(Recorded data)
※
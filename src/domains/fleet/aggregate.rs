use super::events::FleetEvent;
use super::ids::IdAllocator;
use super::projections::{compute_timeline, TimelineEntry};
use crate::common::{AggregateRoot, DomainError, DomainResult};
use chrono::{DateTime, Utc};
use serde::{Deserialize, Serialize};

/// One coordinate of a path. Usually `[lat, lng]` or `[x, y]`; the fleet
/// never interprets the numbers, only their order inside a path.
pub type Waypoint = Vec<f64>;

/// How many times the aggregate asks an [`IdAllocator`] for a fresh id
/// before giving up.
const MAX_ID_ATTEMPTS: usize = 16;

/// The single record holding every path and drone of a fleet.
#[derive(Debug, Clone, PartialEq, Serialize, Deserialize)]
#[serde(rename_all = "camelCase")]
pub struct FleetAggregate {
    pub id: String,
    pub name: String,
    pub paths: Vec<FlightPath>,
    pub drones: Vec<DroneInstance>,
    pub created_at: DateTime<Utc>,
    /// Write sequence assigned by the repository; 0 means never stored.
    #[serde(default)]
    pub version: u64,
    #[serde(skip)]
    uncommitted_events: Vec<FleetEvent>,
}

#[derive(Debug, Clone, PartialEq, Serialize, Deserialize)]
#[serde(rename_all = "camelCase")]
pub struct FlightPath {
    pub id: String,
    pub name: String,
    pub coordinates: Vec<Waypoint>,
    pub created_at: DateTime<Utc>,
}

impl FlightPath {
    pub fn waypoint_count(&self) -> usize {
        self.coordinates.len()
    }
}

#[derive(Debug, Clone, PartialEq, Serialize, Deserialize)]
#[serde(rename_all = "camelCase")]
pub struct DroneInstance {
    pub id: String,
    pub name: String,
    /// Weak reference to a [`FlightPath::id`]. Never checked against `paths`.
    pub current_path_id: Option<String>,
    pub current_position: f64,
    pub is_active: bool,
    pub color: String,
}

impl FleetAggregate {
    pub fn new(id: String, name: String) -> Self {
        let timestamp = Utc::now();
        let mut fleet = Self {
            id: id.clone(),
            name: name.clone(),
            paths: Vec::new(),
            drones: Vec::new(),
            created_at: timestamp,
            version: 0,
            uncommitted_events: Vec::new(),
        };

        fleet.add_event(FleetEvent::FleetCreated {
            fleet_id: id,
            name,
            timestamp,
        });
        fleet
    }

    /// Linear scan, O(paths).
    pub fn path_index(&self, path_id: &str) -> Option<usize> {
        self.paths.iter().position(|p| p.id == path_id)
    }

    pub fn path(&self, path_id: &str) -> Option<&FlightPath> {
        self.path_index(path_id).map(|i| &self.paths[i])
    }

    /// Linear scan, O(drones).
    pub fn drone_index(&self, drone_id: &str) -> Option<usize> {
        self.drones.iter().position(|d| d.id == drone_id)
    }

    pub fn drone(&self, drone_id: &str) -> Option<&DroneInstance> {
        self.drone_index(drone_id).map(|i| &self.drones[i])
    }

    pub fn timeline(&self) -> Vec<TimelineEntry> {
        compute_timeline(&self.paths)
    }

    pub fn create_path(
        &mut self,
        ids: &dyn IdAllocator,
        name: Option<String>,
        coordinates: Vec<Waypoint>,
    ) -> DomainResult<FlightPath> {
        let existing: Vec<&str> = self.paths.iter().map(|e| e.id.as_str()).collect();
        let path_id = self.unique_id(
            "path",
            || ids.next_path_id(&existing),
            |id| self.path_index(id).is_some(),
        )?;
        let name = name.unwrap_or_else(|| format!("Path {}", self.paths.len() + 1));

        self.record(FleetEvent::PathCreated {
            fleet_id: self.id.clone(),
            path_id: path_id.clone(),
            name,
            coordinates,
            timestamp: Utc::now(),
        })?;

        self.path(&path_id)
            .cloned()
            .ok_or(DomainError::PathNotFound { id: path_id })
    }

    pub fn append_waypoint(
        &mut self,
        path_id: &str,
        coordinate: Waypoint,
    ) -> DomainResult<FlightPath> {
        if self.path_index(path_id).is_none() {
            return Err(DomainError::PathNotFound {
                id: path_id.to_string(),
            });
        }

        self.record(FleetEvent::WaypointAppended {
            fleet_id: self.id.clone(),
            path_id: path_id.to_string(),
            coordinate,
            timestamp: Utc::now(),
        })?;

        self.path(path_id).cloned().ok_or(DomainError::PathNotFound {
            id: path_id.to_string(),
        })
    }

    /// `color` is already resolved by the caller; generation lives outside
    /// the aggregate so that replaying events stays deterministic.
    pub fn create_drone(
        &mut self,
        ids: &dyn IdAllocator,
        name: Option<String>,
        color: String,
    ) -> DomainResult<DroneInstance> {
        let existing: Vec<&str> = self.drones.iter().map(|e| e.id.as_str()).collect();
        let drone_id = self.unique_id(
            "drone",
            || ids.next_drone_id(&existing),
            |id| self.drone_index(id).is_some(),
        )?;
        let name = name.unwrap_or_else(|| format!("Drone {}", self.drones.len() + 1));

        self.record(FleetEvent::DroneCreated {
            fleet_id: self.id.clone(),
            drone_id: drone_id.clone(),
            name,
            color,
            timestamp: Utc::now(),
        })?;

        self.drone(&drone_id)
            .cloned()
            .ok_or(DomainError::DroneNotFound { id: drone_id })
    }

    /// Sets the drone's path reference and position verbatim. Neither the
    /// path id nor the position bounds are checked.
    pub fn update_drone_position(
        &mut self,
        drone_id: &str,
        path_id: Option<String>,
        position: f64,
    ) -> DomainResult<DroneInstance> {
        if self.drone_index(drone_id).is_none() {
            return Err(DomainError::DroneNotFound {
                id: drone_id.to_string(),
            });
        }

        self.record(FleetEvent::DronePositionUpdated {
            fleet_id: self.id.clone(),
            drone_id: drone_id.to_string(),
            path_id,
            position,
            timestamp: Utc::now(),
        })?;

        self.drone(drone_id).cloned().ok_or(DomainError::DroneNotFound {
            id: drone_id.to_string(),
        })
    }

    fn unique_id(
        &self,
        collection: &'static str,
        mut next: impl FnMut() -> String,
        taken: impl Fn(&str) -> bool,
    ) -> DomainResult<String> {
        for _ in 0..MAX_ID_ATTEMPTS {
            let candidate = next();
            if !taken(&candidate) {
                return Ok(candidate);
            }
        }
        Err(DomainError::IdExhausted {
            collection,
            attempts: MAX_ID_ATTEMPTS,
        })
    }
}

impl AggregateRoot for FleetAggregate {
    type Event = FleetEvent;

    fn aggregate_type(&self) -> &'static str {
        "Fleet"
    }

    fn version(&self) -> u64 {
        self.version
    }

    fn apply(&mut self, event: &Self::Event) -> DomainResult<()> {
        match event {
            FleetEvent::FleetCreated {
                fleet_id,
                name,
                timestamp,
            } => {
                self.id = fleet_id.clone();
                self.name = name.clone();
                self.created_at = *timestamp;
            }
            FleetEvent::PathCreated {
                path_id,
                name,
                coordinates,
                timestamp,
                ..
            } => {
                self.paths.push(FlightPath {
                    id: path_id.clone(),
                    name: name.clone(),
                    coordinates: coordinates.clone(),
                    created_at: *timestamp,
                });
            }
            FleetEvent::WaypointAppended {
                path_id,
                coordinate,
                ..
            } => {
                let index = self
                    .path_index(path_id)
                    .ok_or_else(|| DomainError::PathNotFound { id: path_id.clone() })?;
                self.paths[index].coordinates.push(coordinate.clone());
            }
            FleetEvent::DroneCreated {
                drone_id,
                name,
                color,
                ..
            } => {
                self.drones.push(DroneInstance {
                    id: drone_id.clone(),
                    name: name.clone(),
                    current_path_id: None,
                    current_position: 0.0,
                    is_active: false,
                    color: color.clone(),
                });
            }
            FleetEvent::DronePositionUpdated {
                drone_id,
                path_id,
                position,
                ..
            } => {
                let index = self
                    .drone_index(drone_id)
                    .ok_or_else(|| DomainError::DroneNotFound { id: drone_id.clone() })?;
                let drone = &mut self.drones[index];
                drone.current_path_id = path_id.clone();
                drone.current_position = *position;
            }
        }
        Ok(())
    }

    fn uncommitted_events(&self) -> &[Self::Event] {
        &self.uncommitted_events
    }

    fn take_uncommitted_events(&mut self) -> Vec<Self::Event> {
        std::mem::take(&mut self.uncommitted_events)
    }

    fn add_event(&mut self, event: Self::Event) {
        self.uncommitted_events.push(event);
    }
}

#[cfg(test)]
mod tests {
    use super::*;
    use crate::domains::fleet::SequentialAllocator;

    struct StuckAllocator;

    impl IdAllocator for StuckAllocator {
        fn next_path_id(&self, _existing: &[&str]) -> String {
            "same".to_string()
        }

        fn next_drone_id(&self, _existing: &[&str]) -> String {
            "same".to_string()
        }
    }

    #[test]
    fn replaying_events_rebuilds_the_same_state() {
        let ids = SequentialAllocator::new();
        let mut fleet = FleetAggregate::new("default".into(), "Default Drone".into());
        let path = fleet.create_path(&ids, None, vec![vec![1.0, 2.0]]).unwrap();
        fleet.append_waypoint(&path.id, vec![3.0, 4.0]).unwrap();
        let drone = fleet.create_drone(&ids, None, "#00ff00".into()).unwrap();
        fleet
            .update_drone_position(&drone.id, Some(path.id.clone()), 1.0)
            .unwrap();

        let events = fleet.take_uncommitted_events();
        assert_eq!(events.len(), 5);

        let mut replayed = FleetAggregate::new(String::new(), String::new());
        replayed.take_uncommitted_events();
        for event in &events {
            replayed.apply(event).unwrap();
        }

        assert_eq!(replayed, fleet);
    }

    #[test]
    fn duplicate_ids_are_rejected_after_bounded_attempts() {
        let mut fleet = FleetAggregate::new("default".into(), "Default Drone".into());
        fleet.create_path(&StuckAllocator, None, vec![]).unwrap();

        let err = fleet.create_path(&StuckAllocator, None, vec![]).unwrap_err();
        assert!(matches!(err, DomainError::IdExhausted { collection: "path", .. }));
        assert_eq!(fleet.paths.len(), 1);

        // drones live in their own id space
        assert!(fleet.create_drone(&StuckAllocator, None, "#000000".into()).is_ok());
    }

    #[test]
    fn apply_waypoint_for_unknown_path_fails() {
        let mut fleet = FleetAggregate::new("default".into(), "Default Drone".into());
        let err = fleet
            .apply(&FleetEvent::WaypointAppended {
                fleet_id: "default".into(),
                path_id: "ghost".into(),
                coordinate: vec![0.0, 0.0],
                timestamp: Utc::now(),
            })
            .unwrap_err();
        assert!(matches!(err, DomainError::PathNotFound { .. }));
    }

    #[test]
    fn serializes_with_camel_case_keys() {
        let ids = SequentialAllocator::new();
        let mut fleet = FleetAggregate::new("default".into(), "Default Drone".into());
        fleet.create_drone(&ids, None, "#123456".into()).unwrap();

        let json = serde_json::to_value(&fleet).unwrap();
        assert!(json.get("createdAt").is_some());
        let drone = &json["drones"][0];
        assert_eq!(drone["currentPathId"], serde_json::Value::Null);
        assert_eq!(drone["currentPosition"], 0.0);
        assert_eq!(drone["isActive"], false);
        assert!(json.get("uncommittedEvents").is_none());
    }
}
※
▶ _PROBLEM STATEMENT_
Every line above that holds the word "false" needs to be copied.

▶ _WORKED SOLUTION_
                    is_active: false,
        assert_eq!(drone["isActive"], false);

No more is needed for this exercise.